- _DATA_
____________________
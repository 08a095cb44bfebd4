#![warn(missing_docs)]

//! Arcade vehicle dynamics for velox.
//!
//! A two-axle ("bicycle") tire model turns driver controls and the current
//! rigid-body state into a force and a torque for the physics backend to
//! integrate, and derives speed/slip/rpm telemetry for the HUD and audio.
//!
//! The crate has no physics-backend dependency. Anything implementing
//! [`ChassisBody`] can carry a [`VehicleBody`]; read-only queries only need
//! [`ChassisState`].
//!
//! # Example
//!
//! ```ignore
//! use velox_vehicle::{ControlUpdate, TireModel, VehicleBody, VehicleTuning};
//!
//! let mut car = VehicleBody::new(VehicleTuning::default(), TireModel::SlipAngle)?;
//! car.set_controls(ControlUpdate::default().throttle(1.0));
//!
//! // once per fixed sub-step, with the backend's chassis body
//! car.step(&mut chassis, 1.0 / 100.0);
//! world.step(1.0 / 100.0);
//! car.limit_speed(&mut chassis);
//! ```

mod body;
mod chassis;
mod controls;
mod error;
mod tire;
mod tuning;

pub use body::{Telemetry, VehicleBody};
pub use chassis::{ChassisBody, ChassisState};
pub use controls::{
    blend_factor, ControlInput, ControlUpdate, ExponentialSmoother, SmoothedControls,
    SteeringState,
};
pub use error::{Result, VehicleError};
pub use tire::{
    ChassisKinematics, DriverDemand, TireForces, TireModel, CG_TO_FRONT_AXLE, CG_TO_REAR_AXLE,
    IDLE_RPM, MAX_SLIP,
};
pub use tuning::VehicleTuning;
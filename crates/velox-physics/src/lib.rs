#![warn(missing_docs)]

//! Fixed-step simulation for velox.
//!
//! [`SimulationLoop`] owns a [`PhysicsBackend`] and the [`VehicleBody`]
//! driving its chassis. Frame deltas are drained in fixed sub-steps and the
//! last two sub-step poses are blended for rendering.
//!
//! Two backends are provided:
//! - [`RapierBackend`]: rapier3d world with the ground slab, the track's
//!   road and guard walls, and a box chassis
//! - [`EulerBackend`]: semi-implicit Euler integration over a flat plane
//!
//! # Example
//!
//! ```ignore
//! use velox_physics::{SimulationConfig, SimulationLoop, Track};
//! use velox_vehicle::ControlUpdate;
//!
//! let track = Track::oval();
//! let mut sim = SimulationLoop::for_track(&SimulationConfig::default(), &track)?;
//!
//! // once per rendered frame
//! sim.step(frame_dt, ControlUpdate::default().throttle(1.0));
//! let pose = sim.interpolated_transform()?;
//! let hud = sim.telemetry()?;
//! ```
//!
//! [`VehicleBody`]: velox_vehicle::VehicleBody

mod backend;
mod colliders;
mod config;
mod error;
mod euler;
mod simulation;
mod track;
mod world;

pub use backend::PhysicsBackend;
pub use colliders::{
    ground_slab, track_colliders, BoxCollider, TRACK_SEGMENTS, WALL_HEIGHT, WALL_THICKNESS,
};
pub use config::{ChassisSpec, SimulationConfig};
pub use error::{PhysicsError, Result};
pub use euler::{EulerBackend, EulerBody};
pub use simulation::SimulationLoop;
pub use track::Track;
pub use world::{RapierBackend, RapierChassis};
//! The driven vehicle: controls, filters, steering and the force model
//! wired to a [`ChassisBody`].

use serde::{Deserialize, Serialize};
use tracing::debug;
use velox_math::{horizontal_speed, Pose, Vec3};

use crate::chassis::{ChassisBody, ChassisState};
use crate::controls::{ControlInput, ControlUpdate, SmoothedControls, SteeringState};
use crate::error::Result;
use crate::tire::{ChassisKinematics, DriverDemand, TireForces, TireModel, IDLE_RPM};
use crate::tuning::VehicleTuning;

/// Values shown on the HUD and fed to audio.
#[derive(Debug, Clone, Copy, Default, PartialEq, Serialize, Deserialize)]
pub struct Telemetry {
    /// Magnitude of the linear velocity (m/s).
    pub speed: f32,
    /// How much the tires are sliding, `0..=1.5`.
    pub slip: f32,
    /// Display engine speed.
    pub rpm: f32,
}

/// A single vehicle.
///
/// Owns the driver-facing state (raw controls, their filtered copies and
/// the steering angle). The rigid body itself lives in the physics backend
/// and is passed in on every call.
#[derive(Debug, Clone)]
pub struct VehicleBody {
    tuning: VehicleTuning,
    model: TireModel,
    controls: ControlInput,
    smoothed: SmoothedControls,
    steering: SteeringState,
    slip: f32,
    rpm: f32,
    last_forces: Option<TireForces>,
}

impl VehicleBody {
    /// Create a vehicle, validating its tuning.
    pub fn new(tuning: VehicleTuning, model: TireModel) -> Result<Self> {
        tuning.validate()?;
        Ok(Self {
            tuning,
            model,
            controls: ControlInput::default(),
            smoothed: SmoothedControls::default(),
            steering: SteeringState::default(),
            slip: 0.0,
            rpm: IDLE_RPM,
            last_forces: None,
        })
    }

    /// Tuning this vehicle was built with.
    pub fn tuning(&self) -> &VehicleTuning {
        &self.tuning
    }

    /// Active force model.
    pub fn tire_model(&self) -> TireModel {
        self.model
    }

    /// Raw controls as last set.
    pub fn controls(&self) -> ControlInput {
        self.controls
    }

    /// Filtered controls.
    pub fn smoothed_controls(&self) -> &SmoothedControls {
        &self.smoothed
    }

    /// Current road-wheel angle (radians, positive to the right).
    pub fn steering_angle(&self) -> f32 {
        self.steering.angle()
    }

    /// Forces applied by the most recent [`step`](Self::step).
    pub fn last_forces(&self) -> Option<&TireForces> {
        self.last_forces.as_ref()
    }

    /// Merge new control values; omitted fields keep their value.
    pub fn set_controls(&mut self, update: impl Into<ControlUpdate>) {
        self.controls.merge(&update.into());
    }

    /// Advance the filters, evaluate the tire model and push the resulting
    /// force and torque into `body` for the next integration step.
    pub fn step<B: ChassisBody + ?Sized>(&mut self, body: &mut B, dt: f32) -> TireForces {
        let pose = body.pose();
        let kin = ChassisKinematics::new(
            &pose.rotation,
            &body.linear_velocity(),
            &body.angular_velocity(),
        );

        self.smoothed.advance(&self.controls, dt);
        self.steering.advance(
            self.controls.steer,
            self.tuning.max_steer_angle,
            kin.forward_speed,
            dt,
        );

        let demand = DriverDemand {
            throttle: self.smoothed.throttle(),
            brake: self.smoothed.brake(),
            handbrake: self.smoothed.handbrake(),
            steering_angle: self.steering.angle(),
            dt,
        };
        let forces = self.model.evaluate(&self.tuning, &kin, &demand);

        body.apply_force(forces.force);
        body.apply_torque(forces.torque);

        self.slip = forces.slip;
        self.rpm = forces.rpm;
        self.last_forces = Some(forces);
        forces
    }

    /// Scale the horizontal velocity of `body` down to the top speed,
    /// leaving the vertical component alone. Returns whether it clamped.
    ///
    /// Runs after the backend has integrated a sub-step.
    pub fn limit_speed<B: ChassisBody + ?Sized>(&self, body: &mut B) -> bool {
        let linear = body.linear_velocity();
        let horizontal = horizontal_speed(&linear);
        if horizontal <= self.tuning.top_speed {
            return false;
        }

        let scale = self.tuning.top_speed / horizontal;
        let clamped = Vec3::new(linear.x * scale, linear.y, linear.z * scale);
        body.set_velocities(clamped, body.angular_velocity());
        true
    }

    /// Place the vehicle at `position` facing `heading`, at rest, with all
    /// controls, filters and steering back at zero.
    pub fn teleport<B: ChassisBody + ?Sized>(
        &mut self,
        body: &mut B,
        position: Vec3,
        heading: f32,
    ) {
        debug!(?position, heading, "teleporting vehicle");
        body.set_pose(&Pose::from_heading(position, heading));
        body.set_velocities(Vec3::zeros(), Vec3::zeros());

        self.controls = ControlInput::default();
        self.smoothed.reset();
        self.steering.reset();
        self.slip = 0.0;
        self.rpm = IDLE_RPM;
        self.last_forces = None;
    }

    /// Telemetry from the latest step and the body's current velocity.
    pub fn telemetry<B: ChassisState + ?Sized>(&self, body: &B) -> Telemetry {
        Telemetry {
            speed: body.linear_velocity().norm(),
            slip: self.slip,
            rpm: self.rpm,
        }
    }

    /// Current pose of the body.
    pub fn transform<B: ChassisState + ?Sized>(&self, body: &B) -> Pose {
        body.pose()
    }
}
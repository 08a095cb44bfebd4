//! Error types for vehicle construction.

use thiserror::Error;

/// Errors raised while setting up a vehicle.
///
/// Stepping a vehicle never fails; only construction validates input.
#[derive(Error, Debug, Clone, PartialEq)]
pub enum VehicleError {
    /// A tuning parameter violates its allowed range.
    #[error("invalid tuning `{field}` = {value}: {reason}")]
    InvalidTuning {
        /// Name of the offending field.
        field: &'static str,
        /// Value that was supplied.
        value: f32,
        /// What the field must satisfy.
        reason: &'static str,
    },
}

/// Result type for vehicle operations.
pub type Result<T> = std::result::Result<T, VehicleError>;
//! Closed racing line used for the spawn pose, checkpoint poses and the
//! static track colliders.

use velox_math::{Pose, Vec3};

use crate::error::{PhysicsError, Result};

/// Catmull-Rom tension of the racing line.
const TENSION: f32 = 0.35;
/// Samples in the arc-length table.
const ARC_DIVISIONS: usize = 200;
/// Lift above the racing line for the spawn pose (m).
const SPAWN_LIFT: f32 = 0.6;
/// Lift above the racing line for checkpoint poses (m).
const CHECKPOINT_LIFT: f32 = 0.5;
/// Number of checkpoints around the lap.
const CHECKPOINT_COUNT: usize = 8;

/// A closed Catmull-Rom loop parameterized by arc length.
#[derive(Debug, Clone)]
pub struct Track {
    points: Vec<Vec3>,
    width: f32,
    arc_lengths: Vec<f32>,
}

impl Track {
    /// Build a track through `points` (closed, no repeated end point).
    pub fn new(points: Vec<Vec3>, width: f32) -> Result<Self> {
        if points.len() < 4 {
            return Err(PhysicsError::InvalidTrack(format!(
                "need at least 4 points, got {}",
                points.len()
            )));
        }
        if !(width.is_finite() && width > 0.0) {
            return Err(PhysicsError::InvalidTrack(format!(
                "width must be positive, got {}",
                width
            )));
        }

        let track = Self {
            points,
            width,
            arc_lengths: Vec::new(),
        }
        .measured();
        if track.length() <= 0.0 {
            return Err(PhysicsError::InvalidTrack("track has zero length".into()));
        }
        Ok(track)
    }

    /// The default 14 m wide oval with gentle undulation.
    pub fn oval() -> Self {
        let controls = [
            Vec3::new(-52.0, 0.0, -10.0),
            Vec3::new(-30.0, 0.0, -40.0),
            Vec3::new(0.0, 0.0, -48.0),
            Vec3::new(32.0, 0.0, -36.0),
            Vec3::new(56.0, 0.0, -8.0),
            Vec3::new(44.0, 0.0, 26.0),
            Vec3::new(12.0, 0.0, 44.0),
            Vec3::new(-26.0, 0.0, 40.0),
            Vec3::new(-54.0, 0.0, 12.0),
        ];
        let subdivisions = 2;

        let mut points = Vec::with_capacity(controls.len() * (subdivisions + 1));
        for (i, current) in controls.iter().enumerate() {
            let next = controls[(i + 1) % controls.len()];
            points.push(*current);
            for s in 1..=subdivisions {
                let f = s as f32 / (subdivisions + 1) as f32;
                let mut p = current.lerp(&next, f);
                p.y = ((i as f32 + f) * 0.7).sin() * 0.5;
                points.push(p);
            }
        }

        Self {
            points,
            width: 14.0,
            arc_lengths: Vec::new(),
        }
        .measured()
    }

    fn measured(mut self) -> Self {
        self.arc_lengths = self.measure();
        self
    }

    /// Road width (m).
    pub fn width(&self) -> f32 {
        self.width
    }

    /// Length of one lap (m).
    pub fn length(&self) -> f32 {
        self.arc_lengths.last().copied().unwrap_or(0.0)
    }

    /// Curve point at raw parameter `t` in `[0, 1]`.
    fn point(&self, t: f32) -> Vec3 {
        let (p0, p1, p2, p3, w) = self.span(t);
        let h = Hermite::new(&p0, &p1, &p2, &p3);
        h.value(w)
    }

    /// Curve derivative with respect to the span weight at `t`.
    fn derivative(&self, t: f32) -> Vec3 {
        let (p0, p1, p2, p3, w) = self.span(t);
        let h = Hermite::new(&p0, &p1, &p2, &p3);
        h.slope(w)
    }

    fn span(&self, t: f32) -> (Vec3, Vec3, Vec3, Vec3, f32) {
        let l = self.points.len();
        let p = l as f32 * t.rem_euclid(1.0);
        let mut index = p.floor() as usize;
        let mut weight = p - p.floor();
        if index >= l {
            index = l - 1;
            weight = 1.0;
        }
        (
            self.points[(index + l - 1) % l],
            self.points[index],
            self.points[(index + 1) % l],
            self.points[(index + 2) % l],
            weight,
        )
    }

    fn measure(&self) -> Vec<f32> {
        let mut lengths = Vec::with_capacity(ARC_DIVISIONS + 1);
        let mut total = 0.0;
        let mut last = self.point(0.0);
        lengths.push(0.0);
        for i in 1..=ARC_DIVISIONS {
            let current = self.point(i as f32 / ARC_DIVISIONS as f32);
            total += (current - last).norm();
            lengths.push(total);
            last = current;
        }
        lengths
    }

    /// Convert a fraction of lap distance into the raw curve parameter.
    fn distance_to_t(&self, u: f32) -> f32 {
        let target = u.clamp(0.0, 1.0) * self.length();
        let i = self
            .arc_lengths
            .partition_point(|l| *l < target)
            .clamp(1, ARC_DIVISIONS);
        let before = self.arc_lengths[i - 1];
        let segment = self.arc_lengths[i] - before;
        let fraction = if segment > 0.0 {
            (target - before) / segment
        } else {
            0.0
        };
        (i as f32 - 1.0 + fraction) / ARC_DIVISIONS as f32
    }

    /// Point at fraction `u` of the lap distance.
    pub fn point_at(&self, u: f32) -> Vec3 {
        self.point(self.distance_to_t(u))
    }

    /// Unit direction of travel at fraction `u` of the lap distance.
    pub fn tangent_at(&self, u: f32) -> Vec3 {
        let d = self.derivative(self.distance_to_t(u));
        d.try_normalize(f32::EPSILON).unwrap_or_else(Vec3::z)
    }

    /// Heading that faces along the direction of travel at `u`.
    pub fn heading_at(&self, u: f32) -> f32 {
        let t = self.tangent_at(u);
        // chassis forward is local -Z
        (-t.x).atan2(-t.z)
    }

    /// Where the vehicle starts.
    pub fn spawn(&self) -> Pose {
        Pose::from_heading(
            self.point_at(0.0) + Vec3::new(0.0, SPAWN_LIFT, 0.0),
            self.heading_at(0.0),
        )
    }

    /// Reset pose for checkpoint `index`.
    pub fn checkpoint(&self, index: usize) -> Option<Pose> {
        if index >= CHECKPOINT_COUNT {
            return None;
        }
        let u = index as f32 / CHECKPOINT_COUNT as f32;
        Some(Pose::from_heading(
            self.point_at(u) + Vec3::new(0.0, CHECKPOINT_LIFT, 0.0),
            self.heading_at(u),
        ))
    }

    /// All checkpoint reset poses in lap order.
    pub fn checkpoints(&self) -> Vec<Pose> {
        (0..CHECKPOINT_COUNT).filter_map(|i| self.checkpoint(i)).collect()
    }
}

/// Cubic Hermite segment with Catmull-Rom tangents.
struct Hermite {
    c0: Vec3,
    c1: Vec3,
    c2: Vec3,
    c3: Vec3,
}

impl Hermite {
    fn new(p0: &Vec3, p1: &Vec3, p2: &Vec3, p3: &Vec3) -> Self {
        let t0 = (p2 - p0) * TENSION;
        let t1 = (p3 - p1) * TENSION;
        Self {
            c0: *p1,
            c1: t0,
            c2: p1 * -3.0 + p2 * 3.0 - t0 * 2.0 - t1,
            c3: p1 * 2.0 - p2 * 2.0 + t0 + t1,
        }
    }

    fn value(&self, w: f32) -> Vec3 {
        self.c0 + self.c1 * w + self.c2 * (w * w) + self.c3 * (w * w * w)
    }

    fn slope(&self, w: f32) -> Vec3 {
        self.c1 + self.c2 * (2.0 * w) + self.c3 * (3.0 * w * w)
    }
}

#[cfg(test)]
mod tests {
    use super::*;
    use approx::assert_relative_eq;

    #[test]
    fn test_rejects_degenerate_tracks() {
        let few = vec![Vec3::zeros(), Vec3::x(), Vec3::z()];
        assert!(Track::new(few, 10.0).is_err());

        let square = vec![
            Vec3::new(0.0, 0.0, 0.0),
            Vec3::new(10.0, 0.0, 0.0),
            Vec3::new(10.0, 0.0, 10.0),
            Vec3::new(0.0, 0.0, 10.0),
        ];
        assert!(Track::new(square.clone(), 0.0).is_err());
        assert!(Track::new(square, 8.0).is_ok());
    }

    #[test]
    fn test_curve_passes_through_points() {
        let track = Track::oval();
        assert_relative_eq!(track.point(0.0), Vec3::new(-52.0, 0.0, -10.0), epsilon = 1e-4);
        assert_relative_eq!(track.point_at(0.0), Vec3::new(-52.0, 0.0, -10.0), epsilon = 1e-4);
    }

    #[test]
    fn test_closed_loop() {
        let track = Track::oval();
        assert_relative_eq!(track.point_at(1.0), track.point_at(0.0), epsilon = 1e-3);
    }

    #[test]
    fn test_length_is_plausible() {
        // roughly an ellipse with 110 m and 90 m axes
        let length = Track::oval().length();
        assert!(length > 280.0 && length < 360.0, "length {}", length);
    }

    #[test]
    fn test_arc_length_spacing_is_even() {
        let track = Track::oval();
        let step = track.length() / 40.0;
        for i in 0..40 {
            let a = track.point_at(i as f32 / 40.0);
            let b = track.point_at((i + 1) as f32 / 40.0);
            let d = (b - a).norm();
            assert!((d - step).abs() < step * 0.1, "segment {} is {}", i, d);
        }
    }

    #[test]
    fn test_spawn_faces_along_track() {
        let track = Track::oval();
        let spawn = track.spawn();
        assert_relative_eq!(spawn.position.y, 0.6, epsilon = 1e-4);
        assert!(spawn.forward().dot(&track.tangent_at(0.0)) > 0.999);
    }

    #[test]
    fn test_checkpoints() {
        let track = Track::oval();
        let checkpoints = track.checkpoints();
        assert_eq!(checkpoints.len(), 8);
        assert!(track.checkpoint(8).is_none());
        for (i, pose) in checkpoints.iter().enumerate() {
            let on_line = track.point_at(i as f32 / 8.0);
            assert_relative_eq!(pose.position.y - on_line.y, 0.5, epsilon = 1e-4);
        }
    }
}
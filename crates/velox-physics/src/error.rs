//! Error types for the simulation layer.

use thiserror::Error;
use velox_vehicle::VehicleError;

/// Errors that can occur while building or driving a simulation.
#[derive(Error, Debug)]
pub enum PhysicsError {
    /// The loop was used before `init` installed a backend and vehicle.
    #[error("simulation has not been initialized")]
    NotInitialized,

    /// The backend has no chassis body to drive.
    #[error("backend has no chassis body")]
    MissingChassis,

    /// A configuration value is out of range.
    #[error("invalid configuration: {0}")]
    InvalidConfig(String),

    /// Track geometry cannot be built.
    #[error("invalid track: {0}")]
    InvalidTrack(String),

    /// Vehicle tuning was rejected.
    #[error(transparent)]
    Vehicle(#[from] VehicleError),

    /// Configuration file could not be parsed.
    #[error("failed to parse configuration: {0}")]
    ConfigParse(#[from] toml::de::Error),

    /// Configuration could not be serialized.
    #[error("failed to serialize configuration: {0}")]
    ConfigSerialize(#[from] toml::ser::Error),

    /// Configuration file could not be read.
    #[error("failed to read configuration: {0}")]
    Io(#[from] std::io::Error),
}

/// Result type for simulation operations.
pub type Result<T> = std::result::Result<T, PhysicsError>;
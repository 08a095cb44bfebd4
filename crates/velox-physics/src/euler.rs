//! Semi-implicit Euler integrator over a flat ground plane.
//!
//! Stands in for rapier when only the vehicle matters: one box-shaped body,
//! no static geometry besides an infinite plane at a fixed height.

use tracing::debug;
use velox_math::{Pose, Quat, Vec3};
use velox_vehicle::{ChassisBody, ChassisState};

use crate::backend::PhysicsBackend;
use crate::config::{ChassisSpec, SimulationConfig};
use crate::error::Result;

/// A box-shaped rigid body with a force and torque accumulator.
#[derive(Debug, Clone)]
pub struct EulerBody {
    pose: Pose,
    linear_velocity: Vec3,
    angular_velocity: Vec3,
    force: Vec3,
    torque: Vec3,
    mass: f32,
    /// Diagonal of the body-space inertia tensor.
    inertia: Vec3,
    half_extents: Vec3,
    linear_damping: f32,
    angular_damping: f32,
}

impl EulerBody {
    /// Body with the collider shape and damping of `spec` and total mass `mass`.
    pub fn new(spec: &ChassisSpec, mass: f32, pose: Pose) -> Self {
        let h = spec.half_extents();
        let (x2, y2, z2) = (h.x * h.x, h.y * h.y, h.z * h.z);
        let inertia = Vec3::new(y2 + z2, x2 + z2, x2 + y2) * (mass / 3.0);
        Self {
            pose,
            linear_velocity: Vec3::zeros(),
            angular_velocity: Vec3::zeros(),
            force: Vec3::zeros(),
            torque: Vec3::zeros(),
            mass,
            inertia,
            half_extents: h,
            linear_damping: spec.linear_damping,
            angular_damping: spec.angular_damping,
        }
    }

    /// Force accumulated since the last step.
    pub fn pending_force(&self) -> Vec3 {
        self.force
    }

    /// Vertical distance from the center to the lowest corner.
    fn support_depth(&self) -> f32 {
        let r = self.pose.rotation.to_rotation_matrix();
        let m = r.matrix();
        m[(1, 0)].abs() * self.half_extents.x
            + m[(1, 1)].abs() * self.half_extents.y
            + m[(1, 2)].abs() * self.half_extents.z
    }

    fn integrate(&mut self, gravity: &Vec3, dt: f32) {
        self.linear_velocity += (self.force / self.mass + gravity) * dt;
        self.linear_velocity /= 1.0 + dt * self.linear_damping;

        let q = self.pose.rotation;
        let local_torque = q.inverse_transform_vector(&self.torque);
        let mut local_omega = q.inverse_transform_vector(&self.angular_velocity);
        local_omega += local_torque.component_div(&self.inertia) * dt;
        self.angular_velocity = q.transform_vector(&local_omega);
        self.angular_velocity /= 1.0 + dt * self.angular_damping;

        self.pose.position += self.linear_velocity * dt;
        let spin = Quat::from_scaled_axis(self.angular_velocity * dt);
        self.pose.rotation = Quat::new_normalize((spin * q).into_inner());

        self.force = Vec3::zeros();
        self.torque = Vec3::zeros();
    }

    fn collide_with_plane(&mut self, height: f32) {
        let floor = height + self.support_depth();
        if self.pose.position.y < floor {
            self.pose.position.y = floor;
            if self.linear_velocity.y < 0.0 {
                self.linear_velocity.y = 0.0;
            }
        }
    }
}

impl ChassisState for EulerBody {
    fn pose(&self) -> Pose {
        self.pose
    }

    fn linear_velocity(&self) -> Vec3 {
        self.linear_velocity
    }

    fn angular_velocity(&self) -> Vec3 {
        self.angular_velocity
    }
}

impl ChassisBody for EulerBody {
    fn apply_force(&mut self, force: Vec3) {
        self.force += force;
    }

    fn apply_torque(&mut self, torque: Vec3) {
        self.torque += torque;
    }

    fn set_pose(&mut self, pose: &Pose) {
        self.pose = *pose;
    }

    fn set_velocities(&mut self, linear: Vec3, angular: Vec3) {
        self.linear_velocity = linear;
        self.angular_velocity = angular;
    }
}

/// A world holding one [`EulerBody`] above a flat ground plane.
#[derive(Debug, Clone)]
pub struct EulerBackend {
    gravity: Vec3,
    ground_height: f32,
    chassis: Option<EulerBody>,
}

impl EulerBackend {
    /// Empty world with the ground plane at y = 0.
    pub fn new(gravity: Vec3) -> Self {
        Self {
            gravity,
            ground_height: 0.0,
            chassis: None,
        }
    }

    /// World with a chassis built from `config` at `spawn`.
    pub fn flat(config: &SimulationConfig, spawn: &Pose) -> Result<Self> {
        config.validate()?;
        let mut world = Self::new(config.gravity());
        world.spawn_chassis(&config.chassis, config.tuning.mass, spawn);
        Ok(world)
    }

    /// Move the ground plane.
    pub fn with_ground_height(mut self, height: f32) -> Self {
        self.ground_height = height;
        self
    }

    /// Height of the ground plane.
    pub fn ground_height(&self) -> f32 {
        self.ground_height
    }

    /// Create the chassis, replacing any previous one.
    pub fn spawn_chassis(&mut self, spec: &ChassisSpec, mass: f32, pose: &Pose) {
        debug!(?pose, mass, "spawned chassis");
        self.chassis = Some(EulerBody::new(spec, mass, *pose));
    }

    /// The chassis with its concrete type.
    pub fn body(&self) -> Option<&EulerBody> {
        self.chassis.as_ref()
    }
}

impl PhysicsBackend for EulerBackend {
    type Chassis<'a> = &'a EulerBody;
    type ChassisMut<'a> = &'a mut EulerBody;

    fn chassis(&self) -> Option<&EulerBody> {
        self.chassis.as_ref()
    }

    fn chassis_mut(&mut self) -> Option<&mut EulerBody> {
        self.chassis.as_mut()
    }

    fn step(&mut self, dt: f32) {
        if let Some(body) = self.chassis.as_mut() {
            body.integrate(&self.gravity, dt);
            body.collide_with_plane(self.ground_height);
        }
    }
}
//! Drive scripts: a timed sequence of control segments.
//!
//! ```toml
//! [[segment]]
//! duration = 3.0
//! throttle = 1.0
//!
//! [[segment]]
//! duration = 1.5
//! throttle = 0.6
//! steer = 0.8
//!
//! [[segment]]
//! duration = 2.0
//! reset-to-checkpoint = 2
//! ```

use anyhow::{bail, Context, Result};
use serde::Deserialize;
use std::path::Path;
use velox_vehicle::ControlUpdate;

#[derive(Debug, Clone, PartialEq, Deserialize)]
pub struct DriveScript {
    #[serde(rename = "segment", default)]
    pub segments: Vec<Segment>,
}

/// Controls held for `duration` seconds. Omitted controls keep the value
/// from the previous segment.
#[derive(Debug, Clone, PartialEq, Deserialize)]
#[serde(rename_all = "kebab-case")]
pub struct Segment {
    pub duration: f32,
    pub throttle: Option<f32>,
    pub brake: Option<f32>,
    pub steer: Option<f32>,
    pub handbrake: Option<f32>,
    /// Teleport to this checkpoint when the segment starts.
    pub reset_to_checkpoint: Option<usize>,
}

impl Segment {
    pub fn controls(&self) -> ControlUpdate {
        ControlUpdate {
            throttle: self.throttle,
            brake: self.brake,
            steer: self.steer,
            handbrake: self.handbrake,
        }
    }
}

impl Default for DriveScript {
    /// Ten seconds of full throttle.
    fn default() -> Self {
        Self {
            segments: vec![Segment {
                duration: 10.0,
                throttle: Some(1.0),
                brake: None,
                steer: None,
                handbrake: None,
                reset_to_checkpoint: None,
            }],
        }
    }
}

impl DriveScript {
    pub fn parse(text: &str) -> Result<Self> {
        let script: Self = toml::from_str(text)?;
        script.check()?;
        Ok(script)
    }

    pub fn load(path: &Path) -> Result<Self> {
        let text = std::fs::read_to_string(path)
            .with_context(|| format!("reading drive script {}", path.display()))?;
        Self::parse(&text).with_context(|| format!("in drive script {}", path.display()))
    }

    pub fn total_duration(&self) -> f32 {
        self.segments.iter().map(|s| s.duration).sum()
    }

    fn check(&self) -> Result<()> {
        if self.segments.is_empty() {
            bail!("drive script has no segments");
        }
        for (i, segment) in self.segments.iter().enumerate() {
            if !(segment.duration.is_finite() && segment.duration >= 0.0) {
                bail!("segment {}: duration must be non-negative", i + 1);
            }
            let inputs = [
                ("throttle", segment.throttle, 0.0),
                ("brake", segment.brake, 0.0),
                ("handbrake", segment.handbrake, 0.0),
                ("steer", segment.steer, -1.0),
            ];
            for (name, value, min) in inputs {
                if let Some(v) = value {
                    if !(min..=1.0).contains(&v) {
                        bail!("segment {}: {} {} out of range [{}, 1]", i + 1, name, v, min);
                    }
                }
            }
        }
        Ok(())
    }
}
____________________
- _YOUR GOAL_
Your answer should consist of the lines above that hold the word "driving", copied exactly.

- _OUTPUT_
//! driving its chassis. Frame deltas are drained in fixed sub-steps and the
/// Errors that can occur while building or driving a simulation.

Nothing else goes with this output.